7 So much for the etymology of the word "Curetes." The war-dance was a soldiers' dance; and this is plainly indicated both by the "Pyrrhic dance,"8 and by "Pyrrichus," who is said to be the founder of this kind of training for young men, as also by the treatises on military affairs.9

1 "Corai" (see footnote on "girls" and "youths," p. 91).

2 e.g., Hom. Il. 13.685.

3 Hdt. 7.208, 209.

4 "Corai" and "Coroi." But the corresponding Homeric forms (κοῦροι, κοῦραι) yield English "Curae" and "Curoe"; and Strabo evidently had those forms in mind (see note on 10. 3. 11).

5 "Curetes."

6 Hom. Il. 19.193

7 Hom.

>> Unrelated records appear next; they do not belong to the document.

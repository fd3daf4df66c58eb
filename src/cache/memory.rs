//! In-memory cache storage.
//!
//! One entry per logical query key, overwritten wholesale on refresh and
//! never merged. Concurrent sets for the same key are last-write-wins; the
//! facade is the sole writer per key, so no stronger guarantee is needed.

use chrono::{DateTime, Utc};
use std::collections::HashMap;
use std::sync::Mutex;

#[derive(Debug, Clone)]
pub struct StoredEntry<T> {
  pub payload: T,
  pub stored_at: DateTime<Utc>,
}

#[derive(Debug)]
pub struct MemoryStore<T> {
  entries: Mutex<HashMap<String, StoredEntry<T>>>,
}

impl<T: Clone> MemoryStore<T> {
  pub fn new() -> Self {
    Self {
      entries: Mutex::new(HashMap::new()),
    }
  }

  pub fn get(&self, key: &str) -> Option<StoredEntry<T>> {
    self.entries.lock().expect("cache mutex poisoned").get(key).cloned()
  }

  pub fn set(&self, key: &str, payload: T) {
    self.entries.lock().expect("cache mutex poisoned").insert(
      key.to_string(),
      StoredEntry {
        payload,
        stored_at: Utc::now(),
      },
    );
  }

  pub fn invalidate(&self, key: &str) {
    self.entries.lock().expect("cache mutex poisoned").remove(key);
  }
}
//! Generic in-memory caching layer.
//!
//! Stores the assembled result of a named logical query with a timestamp and
//! serves it until its time-to-live elapses. Staleness is checked lazily on
//! access; entries are overwritten wholesale, never merged.

mod layer;
mod memory;

pub use layer::{CacheLayer, CacheResult, CacheSource};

Il. 19.248

8 "The Pyrrhic dance of our time seems to be a sort of Dionysiac dance, being more respectable than that of early times, for the dancers have thyrsi instead of spears, and hurl them at one another, and carry fennel-stalks and torches" (Athenaeus 14.631b).

9 Or, following the conjecture of Kramer (see critical note), we should have, instead of but . . . affairs," simply in the work of a soldier."